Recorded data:

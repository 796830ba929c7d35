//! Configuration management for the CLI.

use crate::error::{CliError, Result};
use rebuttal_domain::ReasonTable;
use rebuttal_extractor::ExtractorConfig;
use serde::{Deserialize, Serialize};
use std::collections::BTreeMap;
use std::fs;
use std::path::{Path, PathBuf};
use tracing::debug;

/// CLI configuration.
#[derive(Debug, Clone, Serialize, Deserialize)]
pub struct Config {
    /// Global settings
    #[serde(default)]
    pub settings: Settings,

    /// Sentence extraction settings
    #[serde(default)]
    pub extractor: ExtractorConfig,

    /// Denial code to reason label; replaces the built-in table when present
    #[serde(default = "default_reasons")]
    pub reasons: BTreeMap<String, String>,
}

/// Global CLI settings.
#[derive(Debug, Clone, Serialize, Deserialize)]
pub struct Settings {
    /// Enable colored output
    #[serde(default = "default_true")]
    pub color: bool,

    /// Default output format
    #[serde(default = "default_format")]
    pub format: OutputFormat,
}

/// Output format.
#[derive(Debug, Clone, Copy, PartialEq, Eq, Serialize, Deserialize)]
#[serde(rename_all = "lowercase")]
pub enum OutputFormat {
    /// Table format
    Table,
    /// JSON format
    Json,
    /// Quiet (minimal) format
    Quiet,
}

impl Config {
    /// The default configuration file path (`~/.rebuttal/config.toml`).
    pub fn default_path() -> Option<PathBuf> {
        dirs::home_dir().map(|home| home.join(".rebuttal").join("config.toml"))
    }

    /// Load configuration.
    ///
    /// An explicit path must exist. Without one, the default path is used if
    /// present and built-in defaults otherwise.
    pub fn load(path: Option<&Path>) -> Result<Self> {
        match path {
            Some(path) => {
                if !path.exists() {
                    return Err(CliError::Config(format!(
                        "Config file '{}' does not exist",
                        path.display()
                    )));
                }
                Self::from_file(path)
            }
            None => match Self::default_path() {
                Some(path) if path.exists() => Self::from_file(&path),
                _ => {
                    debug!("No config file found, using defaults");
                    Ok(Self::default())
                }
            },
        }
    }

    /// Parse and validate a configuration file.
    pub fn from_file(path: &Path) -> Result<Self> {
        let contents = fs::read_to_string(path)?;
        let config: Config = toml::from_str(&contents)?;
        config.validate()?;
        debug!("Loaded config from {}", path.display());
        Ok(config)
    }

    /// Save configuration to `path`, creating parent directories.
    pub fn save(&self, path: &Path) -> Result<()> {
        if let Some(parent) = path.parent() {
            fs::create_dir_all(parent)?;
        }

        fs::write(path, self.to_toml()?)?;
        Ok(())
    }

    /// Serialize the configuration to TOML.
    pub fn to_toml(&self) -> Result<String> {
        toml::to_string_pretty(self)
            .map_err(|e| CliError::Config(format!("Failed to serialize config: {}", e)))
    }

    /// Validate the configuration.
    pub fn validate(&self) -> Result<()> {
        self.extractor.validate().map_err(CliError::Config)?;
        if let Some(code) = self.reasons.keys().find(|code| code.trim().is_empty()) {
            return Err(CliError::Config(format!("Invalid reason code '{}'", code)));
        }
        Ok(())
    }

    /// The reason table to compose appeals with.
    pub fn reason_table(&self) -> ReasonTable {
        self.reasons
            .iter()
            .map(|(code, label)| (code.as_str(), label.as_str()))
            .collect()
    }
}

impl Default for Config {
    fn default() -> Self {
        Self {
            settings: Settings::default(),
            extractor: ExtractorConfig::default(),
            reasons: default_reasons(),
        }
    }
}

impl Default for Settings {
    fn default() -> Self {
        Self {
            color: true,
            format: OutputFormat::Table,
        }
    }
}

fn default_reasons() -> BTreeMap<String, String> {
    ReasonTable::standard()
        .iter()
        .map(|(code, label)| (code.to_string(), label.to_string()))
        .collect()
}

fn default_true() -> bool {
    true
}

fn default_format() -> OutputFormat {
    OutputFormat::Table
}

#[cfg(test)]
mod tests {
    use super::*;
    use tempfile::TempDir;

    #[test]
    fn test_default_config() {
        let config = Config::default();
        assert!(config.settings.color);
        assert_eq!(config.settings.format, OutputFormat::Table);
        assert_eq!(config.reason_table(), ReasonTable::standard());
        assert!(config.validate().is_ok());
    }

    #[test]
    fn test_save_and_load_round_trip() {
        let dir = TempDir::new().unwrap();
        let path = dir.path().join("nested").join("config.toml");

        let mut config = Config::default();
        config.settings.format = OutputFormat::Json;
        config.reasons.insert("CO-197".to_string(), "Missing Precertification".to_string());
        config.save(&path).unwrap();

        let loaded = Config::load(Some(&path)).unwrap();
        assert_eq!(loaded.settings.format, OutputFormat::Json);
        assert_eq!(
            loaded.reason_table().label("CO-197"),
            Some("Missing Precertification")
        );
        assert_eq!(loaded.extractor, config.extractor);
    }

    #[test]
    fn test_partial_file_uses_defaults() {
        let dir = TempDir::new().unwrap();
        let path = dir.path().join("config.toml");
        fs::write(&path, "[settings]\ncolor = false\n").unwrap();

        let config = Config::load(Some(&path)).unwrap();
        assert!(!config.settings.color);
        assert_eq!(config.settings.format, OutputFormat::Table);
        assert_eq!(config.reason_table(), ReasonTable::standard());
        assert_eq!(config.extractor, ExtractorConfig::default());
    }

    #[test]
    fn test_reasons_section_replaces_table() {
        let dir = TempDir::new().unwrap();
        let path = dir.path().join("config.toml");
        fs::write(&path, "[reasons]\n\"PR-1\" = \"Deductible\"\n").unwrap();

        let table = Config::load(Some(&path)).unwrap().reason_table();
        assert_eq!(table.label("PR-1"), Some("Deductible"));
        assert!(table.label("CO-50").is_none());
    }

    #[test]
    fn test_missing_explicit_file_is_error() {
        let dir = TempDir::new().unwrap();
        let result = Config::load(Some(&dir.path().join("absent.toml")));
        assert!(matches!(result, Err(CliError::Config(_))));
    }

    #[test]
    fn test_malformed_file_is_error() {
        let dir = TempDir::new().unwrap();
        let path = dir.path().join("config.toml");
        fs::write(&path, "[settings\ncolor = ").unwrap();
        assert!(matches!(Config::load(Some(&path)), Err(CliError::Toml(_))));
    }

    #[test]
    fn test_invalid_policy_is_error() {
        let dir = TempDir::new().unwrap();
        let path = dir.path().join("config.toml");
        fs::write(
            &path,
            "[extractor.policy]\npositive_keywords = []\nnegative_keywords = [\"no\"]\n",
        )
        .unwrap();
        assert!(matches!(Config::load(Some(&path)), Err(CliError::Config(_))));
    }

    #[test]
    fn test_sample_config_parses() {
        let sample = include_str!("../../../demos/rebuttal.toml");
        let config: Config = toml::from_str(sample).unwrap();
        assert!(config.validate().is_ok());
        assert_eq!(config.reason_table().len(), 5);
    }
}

What the task requires
Using the entries above, work out how many lines contain the string "parent". Respond with that number alone.

Written answer
3